Pour entrer véritablement dans une trajectoire de croissance pérenne, l’assurance africaine doit sortir de la culture du statu-quo en faisant preuve d’agilité. Comme souvent dans les entreprises, nos assureurs ont tendance à reproduire la recette grâce à laquelle «ils ont toujours gagné de l’argent». Le problème est que cette dernière a vieilli, elle serait même périmée face aux transformations de l’industrie des assurances.
Les assureurs africains devraient prendre gare au syndrome Nokia ou BlackBerry, qui, par myopie stratégique, ont été balayés du marché des smartphones par la rupture technologique qu’apporta l’Iphone. Quinze ans (ndlr : on dirait qu’il s’est passé 50 ans) après l’irruption du smartphone d’Apple sur le marché, plus personne ne souvient de Nokia et encore moins, de BlackBerry. Les compagnies d’assurance africaines savent au moins le contre-exemple à éviter si elles veulent continuer à créer de la valeur pour leurs actionnaires et leurs assurés. Des risques nouveaux émergent tandis que les attentes de clients/assurés évoluent. En face, les recettes doivent donc évoluer.
Quelle que soit la branche, les assureurs sont condamnés à reconfigurer leur offre pour anticiper et garantir les conséquences de risques émergents, les cyber risques et les dégâts liés aux changements climatiques. Hors micro, les opérateurs concèdent que peu d’entre eux disposent d’une offre de cyber assurance (ils ne savent pas encore fixer un tarif qui puisse en garantir la rentabilité) tandis que l’assurance agricole serait encore perçue comme un gadget dans un continent pourtant exposé à des sécheresses récurrentes et aux inondations.
Mais il serait injuste de ne pas reconnaître ici le rôle de pionnier que jouent quelques réassureurs au Maghreb et en Afrique du Sud pour mieux intégrer le risque climatique avec le soutien des gouvernements.
Les assureurs africains devraient par ailleurs revitaliser l’expérience client en plaçant l’assuré au cœur du parcours client et pas seulement dans le discours. C’est cela qui fera élargir la demande de l’assurance en plus de la sensibilisation des populations et des opérateurs économiques à anticiper leurs risques et peut-être, à se tourner vers un assureur.

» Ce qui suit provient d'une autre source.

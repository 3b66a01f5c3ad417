//! Narrow interface to the platform audio stack.
//!
//! The bridging core only ever talks to PCM streams through these two traits,
//! so the ALSA backend can be swapped for a scripted one in tests.

use anyhow::Result;

use super::format::{AudioFormat, StreamDirection};

/// Opens PCM streams on a given card/device pair.
pub trait PcmBackend {
    fn open(
        &mut self,
        card: u32,
        device: u32,
        direction: StreamDirection,
        format: &AudioFormat,
    ) -> Result<Box<dyn PcmStream>>;
}

/// One open, blocking PCM stream. Dropping the stream closes it.
pub trait PcmStream {
    /// Whether the stream finished hardware setup and can transfer audio.
    fn is_ready(&self) -> bool;

    /// Size of the negotiated stream buffer in bytes.
    fn buffer_size_bytes(&self) -> usize;

    /// Fill `buf` completely from a capture stream.
    fn read(&mut self, buf: &mut [u8]) -> Result<()>;

    /// Write all of `buf` to a playback stream.
    fn write(&mut self, buf: &[u8]) -> Result<()>;
}
use std::fmt;

use thiserror::Error;

use crate::audio::EndpointId;

/// Transfer direction of a failed PCM operation.
#[derive(Debug, Clone, Copy, PartialEq, Eq)]
pub enum IoOp {
    Read,
    Write,
}

impl fmt::Display for IoOp {
    fn fmt(&self, f: &mut fmt::Formatter<'_>) -> fmt::Result {
        match self {
            IoOp::Read => f.write_str("read"),
            IoOp::Write => f.write_str("write"),
        }
    }
}

/// Failures that end one bridging session.
///
/// None of these are fatal to the process: the session tears down its
/// endpoints and control goes back to call-state polling.
#[derive(Debug, Error, Clone, PartialEq, Eq)]
pub enum BridgeError {
    #[error("unable to open {endpoint}: {reason}")]
    EndpointOpen { endpoint: EndpointId, reason: String },

    #[error("unable to allocate {bytes} bytes for {endpoint}")]
    Allocation { endpoint: EndpointId, bytes: usize },

    #[error("{op} failed on {endpoint}: {reason}")]
    Io {
        endpoint: EndpointId,
        op: IoOp,
        reason: String,
    },
}

impl BridgeError {
    pub fn endpoint(&self) -> EndpointId {
        match self {
            BridgeError::EndpointOpen { endpoint, .. }
            | BridgeError::Allocation { endpoint, .. }
            | BridgeError::Io { endpoint, .. } => *endpoint,
        }
    }
}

Trois formules de financement des risques catastrophiques
Pour certaines, ces évolutions sont déjà en marche. Tout d’abord, on peut relever quelques modalités émergentes de prise en charge de risques catastrophiques, qui par nature, sont systémiques. Pour l’instant, le schéma le plus répandu sur le continent consiste à loger la «cat nat» auprès du réassureur national. Le financement provient en partie d’un prélèvement sur chaque police d’assurance vendue sur le marché.
L’autre technique de financement consiste à émettre des «catastrophe bonds» dits «cat bonds» qui permettent aux assureurs (réassureurs) de reporter une partie du coût du risque sur le marché financier et les investisseurs. Elle consiste pour l’assureur à émettre des obligations pour constituer une réserve de fonds disponible en cas de sinistre. La libération des fonds sera néanmoins soumise à la réalisation de plusieurs conditions, notamment liées à la réalisation d’un risque catastrophique dont la qualification relève d’un texte réglementaire. Ainsi, en pareil cas, l’assureur fera supporter au moins une partie des coûts par les investisseurs dont l’investissement sera alors consommé par la libération des fonds.

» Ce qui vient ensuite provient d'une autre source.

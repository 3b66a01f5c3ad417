use std::fs;
use std::path::Path;
use serde::Deserialize;

#[derive(Deserialize)]
struct Config {
    application: Application,
    topology: Topology,
    format: Format,
    timing: Timing,
    call_state: CallState,
}

#[derive(Deserialize)]
struct Application {
    name: String,
    version: String,
}

#[derive(Deserialize)]
struct Topology {
    codec_card: u32,
    modem_card: u32,
    device: u32,
    pcm_prefix: String,
}

#[derive(Deserialize)]
struct Format {
    channels: u32,
    rate: u32,
    bits: u32,
    period_size: u32,
    period_count: u32,
}

#[derive(Deserialize)]
struct Timing {
    poll_interval_ms: u64,
    settle_delay_ms: u64,
}

#[derive(Deserialize)]
struct CallState {
    command: String,
    max_query_failures: u32,
}


// 在编译时读取 config.toml 并设置环境变量
fn main() {
    println!("cargo:rerun-if-changed=config.toml");

    let config_path = Path::new("config.toml");
    if !config_path.exists() {
        panic!("config.toml not found!");
    }

    let config_str = fs::read_to_string(config_path).expect("Failed to read config.toml");
    let config: Config = toml::from_str(&config_str).expect("Failed to parse config.toml");

    // 应用信息
    println!("cargo:rustc-env=APP_NAME={}", config.application.name);
    println!("cargo:rustc-env=APP_VERSION={}", config.application.version);

    // 声卡拓扑
    println!("cargo:rustc-env=CODEC_CARD={}", config.topology.codec_card);
    println!("cargo:rustc-env=MODEM_CARD={}", config.topology.modem_card);
    println!("cargo:rustc-env=PCM_DEVICE={}", config.topology.device);
    println!("cargo:rustc-env=PCM_PREFIX={}", config.topology.pcm_prefix);

    // 音频格式
    println!("cargo:rustc-env=FORMAT_CHANNELS={}", config.format.channels);
    println!("cargo:rustc-env=FORMAT_RATE={}", config.format.rate);
    println!("cargo:rustc-env=FORMAT_BITS={}", config.format.bits);
    println!("cargo:rustc-env=FORMAT_PERIOD_SIZE={}", config.format.period_size);
    println!("cargo:rustc-env=FORMAT_PERIOD_COUNT={}", config.format.period_count);

    // 时序
    println!("cargo:rustc-env=POLL_INTERVAL_MS={}", config.timing.poll_interval_ms);
    println!("cargo:rustc-env=SETTLE_DELAY_MS={}", config.timing.settle_delay_ms);

    // 通话状态查询
    println!("cargo:rustc-env=CALL_STATE_COMMAND={}", config.call_state.command);
    println!("cargo:rustc-env=MAX_QUERY_FAILURES={}", config.call_state.max_query_failures);
}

Une troisième option concerne un changement d’appréhension du risque avec l’essor de l’assurance paramétrique. Ce modèle d’assurance entend apporter une solution forfaitaire aux conséquences des risques émergents, en se fondant sur des indices objectifs et précis pour déterminer les cas dans lesquels un sinistre dit catastrophique peut être garanti.
L’assureur détermine par avance les indices ou les seuils qu’il considère être révélateurs d’un sinistre nécessitant le recours à sa garantie ; et, lorsque ces indices sont réunis ou ces seuils dépassés, sa garantie est automatiquement engagée, suivant un forfait prédéfini, sans que l’assuré n’ait besoin de justifier du quantum de son dommage.
L’objectif est de permettre à l’assureur de disposer d’une certaine visibilité sur les coûts à engager mais aussi d’assurer l’indemnisation rapide des clients. La coopération entre les assureurs et l’Etat est aussi un élément important de la prise en charge de ces nouveaux risques émergents à caractère systémique car, lorsque les conséquences s’avèrent catastrophiques, il sera généralement fait recours à la solidarité nationale.
Ici, on attend de l’assureur de jouer avec diligence le rôle d’intermédiaire entre les assurés et l’Etat, en prenant à sa charge une grande partie des coûts de réparation, avant de se retourner vers l’Etat pour obtenir le remboursement des sommes versées.